Ne vous récriez pas ! ne l'accablez pas ! que n'ai-je enduré
dans ce que vous appeliez mes « pertes de conscience » ! Je n'ai plus tellement
de forces et, par à-coups rapproches, la douleur me brûle. J'attends les
piqûres (les dernières ?) qui me calmeront sans doute.
Je lègue donc :
A Marguerite, ma nièce, en qui j'avais mis l'espoir (et quelque argent,
bien sûr, comme à chacun de vous) non qu'elle me serve de bâton de vieillesse
mais qu'au hasard de ses visites elle m'entoure d'un secours tendre — on me
répéta qu'elle ne cessait de me reprocher et mon célibat et mon refus de la
paternité —, à ma nièce stérile (ce salaud de docteur me le confia comme une
tare familiale supplémentaire) mon manoir du Périgord le jour de la naissance
de son premier enfant.
A mon cousin Georges qui déteste tant les mauvaises odeurs et qui, le
jour du repas des noces d'argent de mes bons parents, me traita de « sale pédale !
» au dessert, ma collection de tableaux (y compris le Cézanne qu'il admirait
tant) quand il avouera à toute la famille réunie que je le rencontrai à
plusieurs reprises rôdant, la nuit, près des vespasiennes du jardin public.
Nous eûmes un jeune amant commun.
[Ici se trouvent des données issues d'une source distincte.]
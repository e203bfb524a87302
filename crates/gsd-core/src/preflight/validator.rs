use super::checks::{
    check_disk_space, check_templates, check_write_permission, inspect_symlink,
    required_with_headroom, template_payload_bytes, ContentSelection, SymlinkInfo,
};
use super::report::{PreflightFailure, ValidationCategory, ValidationError};
use crate::effects::Effects;
use crate::error::{format_mb, InstallError, Result};
use crate::platform::{Platform, Scope};
use crate::validation::validate_all_paths;
use serde::Serialize;
use std::path::PathBuf;

pub const DEFAULT_DISK_HEADROOM: f64 = 1.5;

#[derive(Debug, Clone)]
pub struct PreflightConfig {
    pub target_dir: PathBuf,
    pub templates_dir: PathBuf,
    pub content: ContentSelection,
    /// Relative destination paths the installer intends to write.
    pub planned_paths: Vec<String>,
    /// Multiplier applied to the template payload size.
    pub headroom: f64,
}

impl PreflightConfig {
    pub fn new(target_dir: impl Into<PathBuf>, templates_dir: impl Into<PathBuf>) -> Self {
        Self {
            target_dir: target_dir.into(),
            templates_dir: templates_dir.into(),
            content: ContentSelection::All,
            planned_paths: Vec::new(),
            headroom: DEFAULT_DISK_HEADROOM,
        }
    }
}

#[derive(Debug, Clone, Default, Serialize)]
pub struct PreflightOutcome {
    pub warnings: Vec<String>,
    pub required_bytes: u64,
    pub available_bytes: Option<u64>,
    pub paths_checked: usize,
}

/// Run every pre-install check and report all fatal problems together.
///
/// Disk, template, permission, path and symlink checks run in that order. A
/// missing template directory skips the path check. Warnings never fail the run.
pub fn validate_before_install(
    platforms: &[Platform],
    scope: Scope,
    config: &PreflightConfig,
    effects: &Effects,
) -> Result<PreflightOutcome> {
    if platforms.is_empty() {
        return Err(InstallError::InvalidArgs(
            "at least one platform is required".to_string(),
        ));
    }

    let target = &config.target_dir;
    tracing::debug!(
        platforms = ?platforms,
        scope = %scope,
        content = %config.content,
        target = %target.display(),
        "running preflight validation"
    );

    let mut failure = PreflightFailure::default();
    let mut outcome = PreflightOutcome::default();

    // 1. Disk space
    let payload = template_payload_bytes(&config.templates_dir, config.content);
    outcome.required_bytes = required_with_headroom(payload, config.headroom);
    match check_disk_space(target, outcome.required_bytes, effects.disk.as_ref()) {
        Ok(available) => {
            outcome.available_bytes = Some(available);
            tracing::debug!(available = %format_mb(available), "disk space ok");
        }
        Err(InstallError::Io(e)) => {
            tracing::warn!(error = %e, "could not check disk space");
            outcome
                .warnings
                .push(format!("could not check disk space: {e}"));
        }
        Err(e) => failure
            .errors
            .push(ValidationError::new(ValidationCategory::Disk, e)),
    }

    // 2. Templates
    let templates_ok = match check_templates(&config.templates_dir, config.content) {
        Ok(dirs) => {
            tracing::debug!(dirs = ?dirs, "templates present");
            true
        }
        Err(e) => {
            tracing::debug!("templates missing, skipping path validation");
            failure
                .errors
                .push(ValidationError::new(ValidationCategory::Templates, e));
            false
        }
    };

    // 3. Permissions
    if let Err(e) = check_write_permission(target, effects.clock.as_ref()) {
        failure
            .errors
            .push(ValidationError::new(ValidationCategory::Permissions, e));
    }

    // 4. Paths
    if templates_ok && !config.planned_paths.is_empty() {
        let report = validate_all_paths(target, &config.planned_paths);
        outcome.paths_checked = report.valid.len() + report.invalid.len();
        for invalid in report.invalid {
            failure.errors.push(ValidationError::new(
                ValidationCategory::Paths,
                InstallError::invalid_path(invalid.input, invalid.reason),
            ));
        }
        tracing::debug!(valid = report.valid.len(), "paths validated");
    }

    // 5. Symlinks
    match inspect_symlink(target) {
        Ok(SymlinkInfo::SingleLevel { target: resolved }) => {
            outcome.warnings.push(format!(
                "target is a symlink: {} -> {}",
                target.display(),
                resolved.display()
            ));
        }
        Ok(_) => {}
        Err(e) => failure
            .errors
            .push(ValidationError::new(ValidationCategory::Symlinks, e)),
    }

    if !failure.is_empty() {
        failure.warnings = outcome.warnings;
        return Err(InstallError::PreflightFailed(failure));
    }
    Ok(outcome)
}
Il existe des lettres compromettantes.
Le mal se ramifie, mes doigts tremblent et je ne partirai pas,
vertueux, dans le pardon.
A ma belle-sœur Irène qui ironisa tous les dimanches à l'heure de la
messe parce qu'elle me surprit une fois priant (et pleurant) sur un banc de
l'église Saint-Paul, la totalité de mes meubles quand elle aura parcouru dans
la plus grande ferveur, à genoux, le jour de Pâques le chemin de croix de
Lourdes, trois années consécutives. Amen !
Aux jumeaux de mon frère Nestor (Dieu ait son âme, très chère Irène)
tout ce qui restera dans mes coffres après les trafics de l'Etat, en souvenir
de leurs disputes — tant de mes vitrines, de mes verreries vénitiennes furent
brisées — idéologiques et politiques (ils m'accusaient de n'être qu'un «
progressiste esthète ») quand, carte en main, ils adhéreront au même parti.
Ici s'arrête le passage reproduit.